#### EXERCISE PROMPT
Output the data as it stands. Each line must match exactly.

#### TASK INPUT

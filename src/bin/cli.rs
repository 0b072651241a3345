//! Command-line front end writing lines through the global logger.
//!
//! Every operand is appended to one line. Without operands each line read
//! from standard input becomes its own log line.

use std::ffi::OsString;
use std::io::{self, BufRead, Write};
use std::path::PathBuf;
use std::process::ExitCode;
use std::time::Duration;

use clap::{Arg, ArgAction, ArgMatches, Command as ClapCommand, value_parser};
use scribe::{
    DEFAULT_SETTINGS_INTERVAL, DefaultFormatter, FileSink, Level, Logger, ParseLevelError,
    SinkError, Spacing, callsite,
};

/// Failures that stop the binary before or while logging.
#[derive(Debug, thiserror::Error)]
pub enum CliError {
    /// `--level` names no level.
    #[error(transparent)]
    Level(#[from] ParseLevelError),
    /// `--file` could not be opened.
    #[error(transparent)]
    Sink(#[from] SinkError),
    /// Standard input could not be read.
    #[error("failed to read standard input: {0}")]
    Input(#[source] io::Error),
}

fn clap_command() -> ClapCommand {
    ClapCommand::new("scribe")
        .about("Write log lines through the scribe logging pipeline.")
        .version(env!("CARGO_PKG_VERSION"))
        .arg(
            Arg::new("level")
                .long("level")
                .short('l')
                .value_name("LEVEL")
                .default_value("log")
                .help("Level of the emitted lines (fatal, log, error, warning, info, debug, verbose, trace)."),
        )
        .arg(
            Arg::new("verbose")
                .long("verbose")
                .short('v')
                .help("Increase verbosity; may be supplied multiple times.")
                .action(ArgAction::Count),
        )
        .arg(
            Arg::new("settings")
                .long("settings")
                .short('s')
                .value_name("PATH")
                .value_parser(value_parser!(PathBuf))
                .help("Settings file to watch for logger commands."),
        )
        .arg(
            Arg::new("interval")
                .long("interval")
                .value_name("SECONDS")
                .value_parser(value_parser!(u64))
                .help("Minimum seconds between settings file checks."),
        )
        .arg(
            Arg::new("gmt")
                .long("gmt")
                .help("Stamp lines in UTC instead of local time.")
                .action(ArgAction::SetTrue),
        )
        .arg(
            Arg::new("as-is")
                .long("as-is")
                .help("Concatenate operands without separating spaces.")
                .action(ArgAction::SetTrue),
        )
        .arg(
            Arg::new("file")
                .long("file")
                .short('f')
                .value_name("PATH")
                .value_parser(value_parser!(PathBuf))
                .help("Append lines to PATH instead of standard error."),
        )
        .arg(
            Arg::new("message")
                .value_name("MESSAGE")
                .num_args(0..)
                .help("Values forming the line; read lines from standard input when absent."),
        )
}

/// Parses `arguments`, configures the global logger and writes the lines.
pub fn run_with<I, T>(
    arguments: I,
    stdin: &mut dyn BufRead,
    stdout: &mut dyn Write,
    stderr: &mut dyn Write,
) -> ExitCode
where
    I: IntoIterator<Item = T>,
    T: Into<OsString> + Clone,
{
    let matches = match clap_command().try_get_matches_from(arguments) {
        Ok(matches) => matches,
        Err(error) => {
            let rendered = error.render().to_string();
            if error.use_stderr() {
                let _ = write!(stderr, "{rendered}");
            } else {
                let _ = write!(stdout, "{rendered}");
            }
            return ExitCode::from(u8::try_from(error.exit_code()).unwrap_or(2));
        }
    };

    match run(&matches, Logger::global(), stdin) {
        Ok(()) => ExitCode::SUCCESS,
        Err(error) => {
            let _ = writeln!(stderr, "scribe: {error}");
            ExitCode::FAILURE
        }
    }
}

fn run(matches: &ArgMatches, logger: &Logger, stdin: &mut dyn BufRead) -> Result<(), CliError> {
    let level: Level = matches
        .get_one::<String>("level")
        .map_or(Ok(Level::Log), |name| name.parse())?;

    logger.set_verbosity(matches.get_count("verbose"));
    if matches.get_flag("gmt") {
        logger.set_formatter(DefaultFormatter::utc());
    }
    if matches.get_flag("as-is") {
        logger.set_spacing(Spacing::AsIs);
    }
    if let Some(path) = matches.get_one::<PathBuf>("file") {
        logger.add_sink(FileSink::open(path)?);
    }
    if let Some(path) = matches.get_one::<PathBuf>("settings") {
        let interval = matches
            .get_one::<u64>("interval")
            .map_or(DEFAULT_SETTINGS_INTERVAL, |seconds| Duration::from_secs(*seconds));
        logger.set_settings_file(path, interval);
        logger.check_settings();
    }

    let operands: Vec<&String> = matches
        .get_many::<String>("message")
        .map(Iterator::collect)
        .unwrap_or_default();

    if !operands.is_empty() {
        let mut handle = logger.handle(level, callsite!());
        for operand in operands {
            handle.append(operand);
        }
        handle.flush();
        return Ok(());
    }

    for line in stdin.lines() {
        let line = line.map_err(CliError::Input)?;
        logger.handle(level, callsite!()).append(line);
    }
    Ok(())
}
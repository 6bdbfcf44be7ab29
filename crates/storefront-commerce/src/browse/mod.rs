//! Catalog browsing module.
//!
//! Read-only category views: filters, sort orders and pagination over the
//! in-memory catalog.

mod filter;
mod query;
mod results;

pub use filter::{normalize_sub_category, Filter, PriceBand};
pub use query::{BrowseQuery, SortOption, DEFAULT_PER_PAGE};
pub use results::{BrowseResults, Pagination};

#### PROBLEM SOLUTION
filename src/bin/cli.rs
repository 0b072651241a3345
//! Command-line front end writing lines through the global logger.
//!
//! Every operand is appended to one line. Without operands each line read
//! from standard input becomes its own log line.

use std::ffi::OsString;
use std::io::{self, BufRead, Write};
use std::path::PathBuf;
use std::process::ExitCode;
use std::time::Duration;

use clap::{Arg, ArgAction, ArgMatches, Command as ClapCommand, value_parser};
use scribe::{
    DEFAULT_SETTINGS_INTERVAL, DefaultFormatter, FileSink, Level, Logger, ParseLevelError,
    SinkError, Spacing, callsite,
};

/// Failures that stop the binary before or while logging.
#[derive(Debug, thiserror::Error)]
pub enum CliError {
    /// `--level` names no level.
    #[error(transparent)]
    Level(#[from] ParseLevelError),
    /// `--file` could not be opened.
    #[error(transparent)]
    Sink(#[from] SinkError),
    /// Standard input could not be read.
    #[error("failed to read standard input: {0}")]
    Input(#[source] io::Error),
}

fn clap_command() -> ClapCommand {
    ClapCommand::new("scribe")
        .about("Write log lines through the scribe logging pipeline.")
        .version(env!("CARGO_PKG_VERSION"))
        .arg(
            Arg::new("level")
                .long("level")
                .short('l')
                .value_name("LEVEL")
                .default_value("log")
                .help("Level of the emitted lines (fatal, log, error, warning, info, debug, verbose, trace)."),
        )
        .arg(
            Arg::new("verbose")
                .long("verbose")
                .short('v')
                .help("Increase verbosity; may be supplied multiple times.")
                .action(ArgAction::Count),
        )
        .arg(
            Arg::new("settings")
                .long("settings")
                .short('s')
                .value_name("PATH")
                .value_parser(value_parser!(PathBuf))
                .help("Settings file to watch for logger commands."),
        )
        .arg(
            Arg::new("interval")
                .long("interval")
                .value_name("SECONDS")
                .value_parser(value_parser!(u64))
                .help("Minimum seconds between settings file checks."),
        )
        .arg(
            Arg::new("gmt")
                .long("gmt")
                .help("Stamp lines in UTC instead of local time.")
                .action(ArgAction::SetTrue),
        )
        .arg(
            Arg::new("as-is")
                .long("as-is")
                .help("Concatenate operands without separating spaces.")
                .action(ArgAction::SetTrue),
        )
        .arg(
            Arg::new("file")
                .long("file")
                .short('f')
                .value_name("PATH")
                .value_parser(value_parser!(PathBuf))
                .help("Append lines to PATH instead of standard error."),
        )
        .arg(
            Arg::new("message")
                .value_name("MESSAGE")
                .num_args(0..)
                .help("Values forming the line; read lines from standard input when absent."),
        )
}

/// Parses `arguments`, configures the global logger and writes the lines.
pub fn run_with<I, T>(
    arguments: I,
    stdin: &mut dyn BufRead,
    stdout: &mut dyn Write,
    stderr: &mut dyn Write,
) -> ExitCode
where
    I: IntoIterator<Item = T>,
    T: Into<OsString> + Clone,
{
    let matches = match clap_command().try_get_matches_from(arguments) {
        Ok(matches) => matches,
        Err(error) => {
            let rendered = error.render().to_string();
            if error.use_stderr() {
                let _ = write!(stderr, "{rendered}");
            } else {
                let _ = write!(stdout, "{rendered}");
            }
            return ExitCode::from(u8::try_from(error.exit_code()).unwrap_or(2));
        }
    };

    match run(&matches, Logger::global(), stdin) {
        Ok(()) => ExitCode::SUCCESS,
        Err(error) => {
            let _ = writeln!(stderr, "scribe: {error}");
            ExitCode::FAILURE
        }
    }
}

fn run(matches: &ArgMatches, logger: &Logger, stdin: &mut dyn BufRead) -> Result<(), CliError> {
    let level: Level = matches
        .get_one::<String>("level")
        .map_or(Ok(Level::Log), |name| name.parse())?;

    logger.set_verbosity(matches.get_count("verbose"));
    if matches.get_flag("gmt") {
        logger.set_formatter(DefaultFormatter::utc());
    }
    if matches.get_flag("as-is") {
        logger.set_spacing(Spacing::AsIs);
    }
    if let Some(path) = matches.get_one::<PathBuf>("file") {
        logger.add_sink(FileSink::open(path)?);
    }
    if let Some(path) = matches.get_one::<PathBuf>("settings") {
        let interval = matches
            .get_one::<u64>("interval")
            .map_or(DEFAULT_SETTINGS_INTERVAL, |seconds| Duration::from_secs(*seconds));
        logger.set_settings_file(path, interval);
        logger.check_settings();
    }

    let operands: Vec<&String> = matches
        .get_many::<String>("message")
        .map(Iterator::collect)
        .unwrap_or_default();

    if !operands.is_empty() {
        let mut handle = logger.handle(level, callsite!());
        for operand in operands {
            handle.append(operand);
        }
        handle.flush();
        return Ok(());
    }

    for line in stdin.lines() {
        let line = line.map_err(CliError::Input)?;
        logger.handle(level, callsite!()).append(line);
    }
    Ok(())
}
repository 6bdbfcf44be7ab29
filename crates/storefront-commerce/src/browse/mod.rs
//! Catalog browsing module.
//!
//! Read-only category views: filters, sort orders and pagination over the
//! in-memory catalog.

mod filter;
mod query;
mod results;

pub use filter::{normalize_sub_category, Filter, PriceBand};
pub use query::{BrowseQuery, SortOption, DEFAULT_PER_PAGE};
pub use results::{BrowseResults, Pagination};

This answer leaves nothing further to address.